Goal of the exercise
In the records below, some lines hold the word "RecurrenceInterval". Copy each of those lines.

[Records from a data source]
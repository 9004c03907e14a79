use std::sync::Arc;
use axum::{
    extract::{rejection::JsonRejection, Path, State},
    http::StatusCode,
    response::{IntoResponse, Response},
    routing::get,
    Json, Router,
};
use serde::Serialize;
use tokio::sync::watch;
use shared::protocol::API_PREFIX;
use shared::types::{Medication, MedicationDraft, MedicationId};
use crate::alarm::notify::Notification;
use crate::alarm::{NotificationBoard, ScheduleEntry};
use crate::engine::{EngineError, ReminderEngine};
use crate::schedule::ScheduleError;

#[derive(Clone)]
pub struct AppState {
    pub engine: Arc<ReminderEngine>,
    pub board: Arc<NotificationBoard>,
    pub hash_rx: watch::Receiver<String>,
}

#[derive(Serialize)]
struct ErrorBody {
    error: String,
}

pub enum ApiError {
    Engine(EngineError),
    /// Body could not be read as a medication draft
    BadBody(String),
    NoSchedule(MedicationId),
    NoNotification(MedicationId),
}

impl From<EngineError> for ApiError {
    fn from(e: EngineError) -> Self {
        Self::Engine(e)
    }
}

impl From<JsonRejection> for ApiError {
    fn from(rejection: JsonRejection) -> Self {
        Self::BadBody(rejection.body_text())
    }
}

impl IntoResponse for ApiError {
    fn into_response(self) -> Response {
        let (status, error) = match self {
            Self::Engine(e) => {
                let status = match &e {
                    EngineError::MissingField(_) => StatusCode::BAD_REQUEST,
                    EngineError::Schedule(ScheduleError::ScheduleInThePast { .. }) => {
                        StatusCode::UNPROCESSABLE_ENTITY
                    }
                    EngineError::Schedule(_) => StatusCode::BAD_REQUEST,
                    EngineError::NotFound(_) => StatusCode::NOT_FOUND,
                    EngineError::RegistrationFailure(_) => StatusCode::SERVICE_UNAVAILABLE,
                    EngineError::Storage(e) => {
                        tracing::error!("Storage failure: {:#}", e);
                        StatusCode::INTERNAL_SERVER_ERROR
                    }
                };
                (status, e.to_string())
            }
            Self::BadBody(reason) => (StatusCode::BAD_REQUEST, reason),
            Self::NoSchedule(id) => (StatusCode::NOT_FOUND, format!("no alarm armed for medication {}", id)),
            Self::NoNotification(id) => {
                (StatusCode::NOT_FOUND, format!("no active notification for medication {}", id))
            }
        };

        (status, Json(ErrorBody { error })).into_response()
    }
}

pub fn router(state: AppState) -> Router {
    let api = Router::new()
        .route("/medications", get(list_medications).post(create_medication))
        .route("/medications/hash", get(get_hash))
        .route(
            "/medications/:id",
            get(get_medication).put(edit_medication).delete(delete_medication),
        )
        .route("/schedules", get(list_schedules))
        .route("/schedules/:id", get(get_schedule))
        .route("/notifications", get(list_notifications))
        .route("/notifications/:id", get(get_notification).delete(dismiss_notification));

    Router::new().nest(API_PREFIX, api).with_state(state)
}

async fn list_medications(State(state): State<AppState>) -> Result<Json<Vec<Medication>>, ApiError> {
    Ok(Json(state.engine.list().await?))
}

async fn create_medication(
    State(state): State<AppState>,
    payload: Result<Json<MedicationDraft>, JsonRejection>,
) -> Result<(StatusCode, Json<Medication>), ApiError> {
    let Json(draft) = payload?;
    let medication = state.engine.submit(draft).await?;
    Ok((StatusCode::CREATED, Json(medication)))
}

async fn get_hash(State(state): State<AppState>) -> String {
    state.hash_rx.borrow().clone()
}

async fn get_medication(
    State(state): State<AppState>,
    Path(id): Path<MedicationId>,
) -> Result<Json<Medication>, ApiError> {
    Ok(Json(state.engine.get(id).await?))
}

async fn edit_medication(
    State(state): State<AppState>,
    Path(id): Path<MedicationId>,
    payload: Result<Json<MedicationDraft>, JsonRejection>,
) -> Result<Json<Medication>, ApiError> {
    let Json(draft) = payload?;
    Ok(Json(state.engine.edit(id, draft).await?))
}

async fn delete_medication(
    State(state): State<AppState>,
    Path(id): Path<MedicationId>,
) -> Result<StatusCode, ApiError> {
    state.engine.delete(id).await?;
    Ok(StatusCode::NO_CONTENT)
}

async fn list_schedules(State(state): State<AppState>) -> Json<Vec<ScheduleEntry>> {
    Json(state.engine.schedules().await)
}

async fn get_schedule(
    State(state): State<AppState>,
    Path(id): Path<MedicationId>,
) -> Result<Json<ScheduleEntry>, ApiError> {
    match state.engine.schedule(id).await {
        Ok(entry) => Ok(Json(entry)),
        Err(EngineError::NotFound(_)) => Err(ApiError::NoSchedule(id)),
        Err(e) => Err(e.into()),
    }
}

async fn list_notifications(State(state): State<AppState>) -> Json<Vec<Notification>> {
    Json(state.board.active())
}

async fn get_notification(
    State(state): State<AppState>,
    Path(id): Path<MedicationId>,
) -> Result<Json<Notification>, ApiError> {
    state.board.get(id).map(Json).ok_or(ApiError::NoNotification(id))
}

async fn dismiss_notification(
    State(state): State<AppState>,
    Path(id): Path<MedicationId>,
) -> StatusCode {
    if state.board.dismiss(id) {
        StatusCode::NO_CONTENT
    } else {
        StatusCode::NOT_FOUND
    }
}
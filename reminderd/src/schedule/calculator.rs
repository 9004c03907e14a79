use chrono::{DateTime, Duration, Local, NaiveDate, NaiveDateTime, NaiveTime, TimeZone, Utc};
use chrono_tz::Tz;
use serde::Deserialize;
use shared::protocol::{DATE_SEPARATOR, TIME_SEPARATOR};
use super::{split_numbers, RecurrenceInterval, ScheduleError};

/// Time zone the user's wall-clock dates and times are interpreted in.
/// Configured as `local`, `utc` or an IANA name such as `Europe/Berlin`.
#[derive(Debug, Clone, Copy, Default, PartialEq, Eq, Deserialize)]
#[serde(try_from = "String")]
pub enum Calendar {
    /// Host time zone
    #[default]
    Local,
    Utc,
    Zone(Tz),
}

impl Calendar {
    fn resolve(&self, naive: NaiveDateTime) -> Option<DateTime<Utc>> {
        match self {
            Calendar::Local => resolve_in(&Local, naive),
            Calendar::Utc => resolve_in(&Utc, naive),
            Calendar::Zone(tz) => resolve_in(tz, naive),
        }
    }
}

impl TryFrom<String> for Calendar {
    type Error = String;

    fn try_from(name: String) -> Result<Self, Self::Error> {
        match name.as_str() {
            "local" => Ok(Calendar::Local),
            "utc" => Ok(Calendar::Utc),
            _ => name
                .parse::<Tz>()
                .map(Calendar::Zone)
                .map_err(|_| format!("unknown time zone `{}`", name)),
        }
    }
}

/// Resolve a wall-clock time in `zone` to an absolute instant. Times skipped
/// by a DST transition do not exist; repeated ones resolve to the earlier instant.
fn resolve_in<Z: TimeZone>(zone: &Z, naive: NaiveDateTime) -> Option<DateTime<Utc>> {
    zone.from_local_datetime(&naive)
        .earliest()
        .map(|t| t.with_timezone(&Utc))
}

/// Parse a `D/M/Y` start date. The month is 1-based, as chrono expects.
pub fn parse_start_date(s: &str) -> Result<NaiveDate, ScheduleError> {
    let malformed = || ScheduleError::MalformedDate(s.to_string());

    let [day, month, year] = split_numbers::<3>(s, DATE_SEPARATOR).ok_or_else(malformed)?;
    let year = i32::try_from(year).map_err(|_| malformed())?;

    NaiveDate::from_ymd_opt(year, month, day).ok_or_else(malformed)
}

/// Parse a 24-hour `HH:MM` start time. Seconds are always zero.
pub fn parse_start_time(s: &str) -> Result<NaiveTime, ScheduleError> {
    let malformed = || ScheduleError::MalformedTime(s.to_string());

    let [hour, minute] = split_numbers::<2>(s, TIME_SEPARATOR).ok_or_else(malformed)?;

    NaiveTime::from_hms_opt(hour, minute, 0).ok_or_else(malformed)
}

#[derive(Debug, Clone, Copy, Default)]
pub struct ScheduleCalculator {
    calendar: Calendar,
}

impl ScheduleCalculator {
    pub fn new(calendar: Calendar) -> Self {
        Self { calendar }
    }

    /// Combine a start date and time into an absolute instant, without
    /// checking it against the current time.
    pub fn candidate(&self, start_date: &str, start_time: &str) -> Result<DateTime<Utc>, ScheduleError> {
        let date = parse_start_date(start_date)?;
        let time = parse_start_time(start_time)?;

        self.calendar
            .resolve(date.and_time(time))
            .ok_or_else(|| ScheduleError::MalformedTime(start_time.to_string()))
    }

    /// First fire instant for a new or edited schedule. Anything not strictly
    /// after `now` is rejected; past times are never moved forward.
    pub fn first_fire(
        &self,
        start_date: &str,
        start_time: &str,
        now: DateTime<Utc>,
    ) -> Result<DateTime<Utc>, ScheduleError> {
        let scheduled = self.candidate(start_date, start_time)?;

        if scheduled <= now {
            return Err(ScheduleError::ScheduleInThePast { scheduled, now });
        }

        Ok(scheduled)
    }
}

/// The instant following `previous`, counted from the scheduled instant rather
/// than from when the fire was observed. `None` for one-shot schedules.
pub fn next_fire(previous: DateTime<Utc>, interval: RecurrenceInterval) -> Option<DateTime<Utc>> {
    nth_fire(previous, interval, 1)
}

/// `first + n * period`. The 0th fire is `first` itself.
pub fn nth_fire(first: DateTime<Utc>, interval: RecurrenceInterval, n: i64) -> Option<DateTime<Utc>> {
    if n == 0 {
        return Some(first);
    }
    let period = interval.period()?;
    let offset = period.num_milliseconds().checked_mul(n)?;
    first.checked_add_signed(Duration::milliseconds(offset))
}

/// Smallest `first + k * period` strictly after `now`, for re-arming a stored
/// schedule at startup. A one-shot whose instant has passed has none.
pub fn next_fire_after(
    first: DateTime<Utc>,
    interval: RecurrenceInterval,
    now: DateTime<Utc>,
) -> Option<DateTime<Utc>> {
    if first > now {
        return Some(first);
    }
    let period_ms = interval.period()?.num_milliseconds();
    let elapsed_ms = (now - first).num_milliseconds();
    nth_fire(first, interval, elapsed_ms / period_ms + 1)
}
// Copyright 2025 the Understory Authors
// SPDX-License-Identifier: Apache-2.0 OR MIT

//! Rounded union of a rectangle list, written as SVG.
//!
//! Without a file argument the built-in sample layout is used. A file holds
//! rectangles as `[[[x, y], [width, height]], ...]`.
//!
//! Run:
//! - `cargo run -p understory_demos --example rect_union_svg > union.svg`
//! - `cargo run -p understory_demos --example rect_union_svg -- 12 2 rects.json > union.svg`
//!
//! Arguments are the corner radius (default 8), the inset (default 0) and an
//! optional rectangle file.

use std::env;

use understory_demos::{Layer, parse_rects, svg_document, view_box};
use understory_rect_union::{DEFAULT_RECTS, UnionOptions};

fn main() -> Result<(), Box<dyn std::error::Error>> {
    let mut args = env::args().skip(1);
    let radius: f64 = args.next().map(|s| s.parse()).transpose()?.unwrap_or(8.0);
    let inset: f64 = args.next().map(|s| s.parse()).transpose()?.unwrap_or(0.0);
    let rects = match args.next() {
        Some(file) => parse_rects(&std::fs::read_to_string(file)?)?,
        None => DEFAULT_RECTS.to_vec(),
    };

    let options = UnionOptions::new()
        .with_corner_radius(radius)
        .with_inset(inset);
    let contours = options.contours(&rects)?;
    let path = options.rounded_union(&rects)?;

    let holes = contours.iter().filter(|c| c.is_hole()).count();
    eprintln!(
        "{} rectangles -> {} loops ({} holes)",
        rects.len(),
        contours.len(),
        holes
    );

    print!(
        "{}",
        svg_document(
            view_box(&rects, 10.0),
            &[
                Layer::Fill {
                    path: &path,
                    color: "#8ab4f8",
                },
                Layer::Outline {
                    rects: &rects,
                    color: "#1a73e8",
                },
            ],
        )
    );
    Ok(())
}
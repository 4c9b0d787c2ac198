// Copyright 2025 the Understory Authors
// SPDX-License-Identifier: Apache-2.0 OR MIT

//! Preparing text-layout line rectangles for a highlight union.

use alloc::vec::Vec;

use kurbo::{Rect, Vec2};

use crate::options::shrink;

/// Turns per-line used rectangles from a text layout into union input.
///
/// Lines with zero width or height (empty lines) are dropped. The rest are
/// translated by `offset`, typically the text container's inset within the
/// surface the highlight is drawn on, and shrunk by `inset` on every side
/// (negative values pad them instead). The result is meant to be unioned
/// with an inset of zero.
///
/// ```
/// use kurbo::{Rect, Vec2};
/// use understory_rect_union::{UnionOptions, line_highlight_rects};
///
/// let lines = [
///     Rect::new(0.0, 0.0, 180.0, 18.0),
///     Rect::new(0.0, 18.0, 0.0, 36.0), // blank line
///     Rect::new(0.0, 36.0, 95.0, 54.0),
/// ];
/// let rects = line_highlight_rects(lines, Vec2::new(8.0, 8.0), -2.0);
/// assert_eq!(rects.len(), 2);
///
/// let path = UnionOptions::new()
///     .with_corner_radius(5.0)
///     .rounded_union(&rects)
///     .unwrap();
/// assert!(!path.elements().is_empty());
/// ```
pub fn line_highlight_rects(
    lines: impl IntoIterator<Item = Rect>,
    offset: Vec2,
    inset: f64,
) -> Vec<Rect> {
    lines
        .into_iter()
        .filter(|line| line.width() > 0.0 && line.height() > 0.0)
        .map(|line| shrink(line + offset, inset))
        .collect()
}
// Copyright 2025 the Understory Authors
// SPDX-License-Identifier: Apache-2.0 OR MIT

//! Selection highlight behind a few lines of laid-out text.
//!
//! Line boxes stand in for what a text layout would report. Blank lines are
//! skipped, the rest are padded and merged into one rounded shape.
//!
//! Run:
//! - `cargo run -p understory_demos --example text_highlight > highlight.svg`

use kurbo::{Rect, Vec2};
use understory_demos::{Layer, svg_document, view_box};
use understory_rect_union::{UnionOptions, line_highlight_rects};

const LINE_HEIGHT: f64 = 20.0;

fn main() -> Result<(), Box<dyn std::error::Error>> {
    let widths = [212.0, 274.0, 0.0, 131.0, 248.0, 96.0];
    let lines: Vec<Rect> = widths
        .iter()
        .enumerate()
        .map(|(i, &w)| {
            let y = i as f64 * LINE_HEIGHT;
            Rect::new(0.0, y, w, y + LINE_HEIGHT)
        })
        .collect();

    // Text container inset of 16, highlight padded by 3 around each line.
    let rects = line_highlight_rects(lines.iter().copied(), Vec2::new(16.0, 16.0), -3.0);
    let path = UnionOptions::new()
        .with_corner_radius(6.0)
        .rounded_union(&rects)?;

    let glyph_runs: Vec<Rect> = lines
        .iter()
        .filter(|l| l.width() > 0.0)
        .map(|l| (*l + Vec2::new(16.0, 16.0)).inset((0.0, -5.0)))
        .collect();

    print!(
        "{}",
        svg_document(
            view_box(&rects, 16.0),
            &[
                Layer::Fill {
                    path: &path,
                    color: "#fde293",
                },
                Layer::Outline {
                    rects: &glyph_runs,
                    color: "#5f6368",
                },
            ],
        )
    );
    Ok(())
}
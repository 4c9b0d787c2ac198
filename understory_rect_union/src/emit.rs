// Copyright 2025 the Understory Authors
// SPDX-License-Identifier: Apache-2.0 OR MIT

//! Emission of contours as paths with filleted corners.
//!
//! Each loop starts at the middle of its first vertical side. Every corner
//! is reached from the midpoint of one leg and left toward the midpoint of
//! the other, and its fillet radius is clamped to the distance from the
//! corner to both midpoints. Two fillets on the same straight run can
//! therefore touch but never overlap.

use kurbo::{BezPath, Point};

use crate::contour::Contour;

/// Distance along a quarter circle's tangent to its cubic Bézier control point,
/// as a fraction of the radius: `4/3 * (sqrt(2) - 1)`.
const QUARTER_ARC_HANDLE: f64 = 0.552_284_749_830_793_4;

/// Receiver for the primitives of a rounded outline.
///
/// [`BezPath`] implements this, approximating each fillet with the standard
/// single-cubic quarter circle. Implement it directly to consume exact arcs,
/// for example to drive a backend with native arc support.
pub trait FilletSink {
    /// Starts a new closed subpath at `point`.
    fn begin(&mut self, point: Point);

    /// Continues along the straight leg from `from` toward `corner`, rounds
    /// the corner with a circular arc of `radius` tangent to both legs, and
    /// stops on the leg from `corner` toward `to`.
    ///
    /// A `radius` of zero is a sharp corner: the subpath goes to `corner`.
    fn fillet(&mut self, from: Point, corner: Point, to: Point, radius: f64);

    /// Closes the current subpath back to where it began.
    fn close(&mut self);
}

impl FilletSink for BezPath {
    fn begin(&mut self, point: Point) {
        self.move_to(point);
    }

    fn fillet(&mut self, from: Point, corner: Point, to: Point, radius: f64) {
        if radius <= 0.0 {
            self.line_to(corner);
            return;
        }
        let t1 = corner + (from - corner) * (radius / (from - corner).hypot());
        let t2 = corner + (to - corner) * (radius / (to - corner).hypot());
        self.line_to(t1);
        self.curve_to(
            t1.lerp(corner, QUARTER_ARC_HANDLE),
            t2.lerp(corner, QUARTER_ARC_HANDLE),
            t2,
        );
    }

    fn close(&mut self) {
        self.close_path();
    }
}

/// Emits every contour into `sink`, rounding corners by at most `max_radius`.
pub fn emit_contours<S: FilletSink + ?Sized>(contours: &[Contour], max_radius: f64, sink: &mut S) {
    for contour in contours {
        emit_contour(contour, max_radius, sink);
    }
}

fn emit_contour<S: FilletSink + ?Sized>(contour: &Contour, max_radius: f64, sink: &mut S) {
    let sides = contour.sides();
    let Some(first) = sides.first() else {
        return;
    };
    let mut point = first.midpoint();
    sink.begin(point);
    for (i, from) in sides.iter().enumerate() {
        let to = &sides[(i + 1) % sides.len()];
        let across = Point::new(0.5 * (from.x + to.x), from.y1);
        sink.fillet(
            point,
            from.end(),
            across,
            fillet_radius(point, across, max_radius),
        );
        let next = to.midpoint();
        sink.fillet(
            across,
            to.start(),
            next,
            fillet_radius(across, next, max_radius),
        );
        point = next;
    }
    sink.close();
}

/// Largest usable radius for a corner between the legs ending at `a` and `b`.
fn fillet_radius(a: Point, b: Point, max_radius: f64) -> f64 {
    max_radius.min((a.x - b.x).abs()).min((a.y - b.y).abs())
}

Exercise answer
use super::{split_numbers, RecurrenceInterval, ScheduleError};
pub fn next_fire(previous: DateTime<Utc>, interval: RecurrenceInterval) -> Option<DateTime<Utc>> {
pub fn nth_fire(first: DateTime<Utc>, interval: RecurrenceInterval, n: i64) -> Option<DateTime<Utc>> {
    interval: RecurrenceInterval,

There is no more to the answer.